Yep. When I first got my antique bike (it's in the background of a websuite...www.labreform.org, click on Who We Are, look for moi!), I made bloomer outfits. Used a pattern for a full-cut straight-leg elastic waist (shhh! not PC!!) pant, about 3" past the knee, gathered to a band that fit my cyclist calves just below the knee. That extra 3" provides range of movement, but standing still like the mannikin, the knee band doesn't show. The pair I made of navy cotton interlock were very comfy. IIRC I rode a century in them on my safety bike. (Historical note: in 1897 they had women's saddles with, um, anatomical cut-outs. Mine is very comfortable!)

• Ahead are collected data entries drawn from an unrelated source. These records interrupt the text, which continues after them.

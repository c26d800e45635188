//! File signature probe run as a load balanced worker.

use crate::error::Result;
use crate::worker::{BalancedJob, ResultSender};
use serde::{Deserialize, Serialize};
use std::io::Read;
use std::path::PathBuf;

/// Number of leading bytes reported.
const MAGIC_LEN: usize = 8;

#[derive(Debug, Clone, PartialEq, Eq, Serialize, Deserialize)]
pub struct ProbeRequest {
    pub path: PathBuf,
}

#[derive(Debug, Clone, PartialEq, Eq, Serialize, Deserialize)]
pub struct ProbeResult {
    pub path: PathBuf,
    /// Leading bytes of the file, hex encoded.
    pub magic: Option<String>,
    pub kind: String,
    pub error: Option<String>,
}

impl ProbeResult {
    pub fn for_path(path: PathBuf) -> Self {
        match read_magic(&path) {
            Ok(magic) => Self {
                kind: classify(&magic).to_string(),
                magic: Some(magic.iter().map(|b| format!("{:02x}", b)).collect()),
                error: None,
                path,
            },
            Err(e) => Self {
                kind: "unknown".to_string(),
                magic: None,
                error: Some(e.to_string()),
                path,
            },
        }
    }
}

fn read_magic(path: &std::path::Path) -> std::io::Result<Vec<u8>> {
    let mut magic = Vec::with_capacity(MAGIC_LEN);
    std::fs::File::open(path)?
        .take(MAGIC_LEN as u64)
        .read_to_end(&mut magic)?;
    Ok(magic)
}

/// Best-effort file kind from its leading bytes.
pub fn classify(magic: &[u8]) -> &'static str {
    match magic {
        [0xff, 0xd8, 0xff, ..] => "jpeg",
        [0x89, b'P', b'N', b'G', ..] => "png",
        [b'I', b'I', 0x2a, 0x00, ..] | [b'M', b'M', 0x00, 0x2a, ..] => "tiff",
        [b'%', b'P', b'D', b'F', ..] => "pdf",
        [0x7f, b'E', b'L', b'F', ..] => "elf",
        [b'#', b'!', ..] => "script",
        [] => "empty",
        _ => "data",
    }
}

#[derive(Debug, Default)]
pub struct ProbeJob;

impl BalancedJob for ProbeJob {
    const WORKER_TYPE: &'static str = "Probe";
    type Request = ProbeRequest;

    fn handle(&mut self, results: &ResultSender, request: ProbeRequest) -> Result<()> {
        results.send_data(&ProbeResult::for_path(request.path))
    }
}

#[cfg(test)]
mod tests {
    use super::*;

    #[test]
    fn test_classify() {
        assert_eq!(classify(&[0xff, 0xd8, 0xff, 0xe0]), "jpeg");
        assert_eq!(classify(b"\x89PNG\r\n\x1a\n"), "png");
        assert_eq!(classify(b"II*\0"), "tiff");
        assert_eq!(classify(b"#!/bin/sh"), "script");
        assert_eq!(classify(b""), "empty");
        assert_eq!(classify(b"hello"), "data");
    }

    #[test]
    fn test_probe_file() {
        let dir = tempfile::tempdir().unwrap();
        let file = dir.path().join("script.sh");
        std::fs::write(&file, b"#!/bin/sh\necho hi\n").unwrap();

        let result = ProbeResult::for_path(file);
        assert_eq!(result.kind, "script");
        assert_eq!(result.magic.as_deref(), Some("23212f62696e2f73"));

        let result = ProbeResult::for_path(dir.path().join("missing"));
        assert_eq!(result.kind, "unknown");
        assert!(result.error.is_some());
    }
}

Melinda, I have a bifurcated lower garment that has a skirt-type front. (It's a pair of sh*rts, but keep reading.) Standard lower with a skirt panel atop. From the front it's a skirt, from the back it's not.

I do not own a complete 'bent, but I've ridden them a lot, and I do have a Counterpoint. ('bent-front tandem...google for pics) If I were in your cycling shoes I would wear separate layers (saves on fabric and washing). And not change your drumbeat or anything, but I've found that riding a 'bent, no one's looking at your attire!

HTH

--Karen D. who took an exam for City Planner today, and didn't mention the urban amenity of bicycle racks until the 2nd essay question

Reply to
Veloise

No kidding. What do you ride? My son rides a RANS Rocket SWB and I ride an EZ-1 Cruiser CLWB.

Which is exactly why I am trying to come up with a design for a slim skirt with some allowance for movement -- an overskirt with long slits on the sides, like some scooter skirts I have seen, or else a wrap-type skirt with one side open.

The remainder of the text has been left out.